YOUR OBJECTIVE - For each line in the data below that holds "plan", return a copy.

━━━━━ DATA PROVIDED ━━━━━

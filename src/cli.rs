// src/cli.rs

//! CLI argument parsing using `clap`.

use clap::{Parser, ValueEnum};

use crate::config::DEFAULT_CONFIG_FILE;

/// Command-line arguments for `taskdag`.
#[derive(Debug, Clone, Parser)]
#[command(
    name = "taskdag",
    version,
    about = "Run commands one at a time in dependency and priority order.",
    long_about = None
)]
pub struct CliArgs {
    /// Path to the plan file (TOML).
    #[arg(long, value_name = "PATH", default_value = DEFAULT_CONFIG_FILE)]
    pub config: String,

    /// Run only these tasks and everything they depend on.
    ///
    /// May be given more than once. Without it, every task in the plan runs.
    #[arg(long = "task", value_name = "NAME")]
    pub tasks: Vec<String>,

    /// Logging level (error, warn, info, debug, trace).
    ///
    /// If omitted, `TASKDAG_LOG` or a default level will be used.
    #[arg(long, value_enum, value_name = "LEVEL")]
    pub log_level: Option<LogLevel>,

    /// Parse + validate, print the execution order, but don't run anything.
    #[arg(long)]
    pub dry_run: bool,
}

/// Log level as exposed on the CLI.
#[derive(Debug, Copy, Clone, ValueEnum)]
pub enum LogLevel {
    Error,
    Warn,
    Info,
    Debug,
    Trace,
}

/// Convenience wrapper around `CliArgs::parse()`.
pub fn parse() -> CliArgs {
    CliArgs::parse()
}
// src/logging.rs

//! Logging setup for `taskdag` using `tracing` + `tracing-subscriber`.
//!
//! The filter is chosen as follows:
//! 1. `--log-level` sets one level for everything.
//! 2. Otherwise `TASKDAG_LOG` is read as an [`EnvFilter`] directive list, so
//!    `TASKDAG_LOG=info,taskdag::dag=trace` traces scheduling only.
//! 3. Otherwise `info`.
//!
//! Logs go to stderr; stdout carries the dry-run listing, the run summary
//! and the output of the commands themselves.

use anyhow::{Context, Result};
use tracing_subscriber::{fmt, EnvFilter};

use crate::cli::LogLevel;

/// Environment variable holding filter directives.
pub const LOG_ENV: &str = "TASKDAG_LOG";

const DEFAULT_DIRECTIVE: &str = "info";

/// Install the global subscriber. Fails if one is already installed or if
/// `TASKDAG_LOG` does not parse.
pub fn init_logging(cli_level: Option<LogLevel>) -> Result<()> {
    let env = std::env::var(LOG_ENV).ok();
    let filter = build_filter(cli_level, env.as_deref())?;

    fmt()
        .with_env_filter(filter)
        .with_target(true)
        .with_writer(std::io::stderr)
        .try_init()
        .map_err(|e| anyhow::anyhow!("failed to install tracing subscriber: {e}"))?;

    Ok(())
}

/// Resolve the filter from the CLI flag and the raw `TASKDAG_LOG` value.
pub fn build_filter(cli_level: Option<LogLevel>, env: Option<&str>) -> Result<EnvFilter> {
    if let Some(level) = cli_level {
        return Ok(EnvFilter::new(level.directive()));
    }

    match env.map(str::trim).filter(|s| !s.is_empty()) {
        Some(directives) => EnvFilter::try_new(directives)
            .with_context(|| format!("invalid {LOG_ENV} value `{directives}`")),
        None => Ok(EnvFilter::new(DEFAULT_DIRECTIVE)),
    }
}

impl LogLevel {
    fn directive(self) -> &'static str {
        match self {
            LogLevel::Error => "error",
            LogLevel::Warn => "warn",
            LogLevel::Info => "info",
            LogLevel::Debug => "debug",
            LogLevel::Trace => "trace",
        }
    }
}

━━━━━

SOLUTION TO THIS TASK -
    /// Path to the plan file (TOML).
    /// May be given more than once. Without it, every task in the plan runs.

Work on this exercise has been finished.